**WHAT IS REQUIRED**.
Retype exactly, and only, the lines from the one that contains "mod crawl_tests;" through the final line of the entries.

Saved entries:
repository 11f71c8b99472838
//! Storage module for persisting catalog data
//!
//! This module handles all database operations for the walker, including:
//! - SQLite database initialization and schema reset
//! - Category and product persistence
//! - Run tracking

mod schema;
mod sqlite;
mod traits;

pub use sqlite::SqliteCatalogStore;
pub use traits::{CatalogStore, StorageError, StorageResult};

use crate::model::{Category, Product, RunMode};
use crate::CatalogError;

use std::path::Path;

/// Initializes or opens a catalog database
pub fn open_storage(path: &Path) -> Result<SqliteCatalogStore, CatalogError> {
    SqliteCatalogStore::new(path)
}

/// Something the store can persist
#[derive(Debug, Clone, Copy, PartialEq, Eq)]
pub enum Entity<'a> {
    Category(&'a Category),
    Product(&'a Product),
}

impl<'a> From<&'a Category> for Entity<'a> {
    fn from(category: &'a Category) -> Self {
        Entity::Category(category)
    }
}

impl<'a> From<&'a Product> for Entity<'a> {
    fn from(product: &'a Product) -> Self {
        Entity::Product(product)
    }
}

/// Represents a crawl run for one store
#[derive(Debug, Clone)]
pub struct RunRecord {
    pub id: i64,
    pub store_slug: String,
    pub mode: RunMode,
    pub started_at: String,
    pub finished_at: Option<String>,
    pub config_hash: String,
    pub status: RunStatus,
    pub item_count: Option<u64>,
    pub category_count: Option<u64>,
    pub error_message: Option<String>,
}

/// Status of a crawl run
#[derive(Debug, Clone, Copy, PartialEq, Eq)]
pub enum RunStatus {
    Running,
    Completed,
    Failed,
}

impl RunStatus {
    pub fn to_db_string(&self) -> &'static str {
        match self {
            Self::Running => "running",
            Self::Completed => "completed",
            Self::Failed => "failed",
        }
    }

    pub fn from_db_string(s: &str) -> Option<Self> {
        match s {
            "running" => Some(Self::Running),
            "completed" => Some(Self::Completed),
            "failed" => Some(Self::Failed),
            _ => None,
        }
    }
}
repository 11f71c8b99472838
mod crawl_tests;
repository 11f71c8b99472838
//! Output module for run summaries and catalog reports
//!
//! This module handles:
//! - The one-line summary logged after each store's run
//! - Loading and printing statistics from the catalog database

pub mod stats;

pub use stats::{load_statistics, print_statistics, CatalogStatistics};

use crate::crawler::RunReport;

/// Formats the summary line of a finished run
///
/// ```text
/// [AUCHAN] 1520 items was loaded to DB from 87 unique categories
/// ```
pub fn format_run_summary(report: &RunReport) -> String {
    format!(
        "[{}] {} items was loaded to DB from {} unique categories",
        report.store_slug.to_uppercase(),
        report.item_count(),
        report.unique_categories
    )
}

**RESPONSE TO THE TASK**.
mod crawl_tests;
repository 11f71c8b99472838
//! Output module for run summaries and catalog reports
//!
//! This module handles:
//! - The one-line summary logged after each store's run
//! - Loading and printing statistics from the catalog database

pub mod stats;

pub use stats::{load_statistics, print_statistics, CatalogStatistics};

use crate::crawler::RunReport;

/// Formats the summary line of a finished run
///
/// ```text
/// [AUCHAN] 1520 items was loaded to DB from 87 unique categories
/// ```
pub fn format_run_summary(report: &RunReport) -> String {
    format!(
        "[{}] {} items was loaded to DB from {} unique categories",
        report.store_slug.to_uppercase(),
        report.item_count(),
        report.unique_categories
    )
}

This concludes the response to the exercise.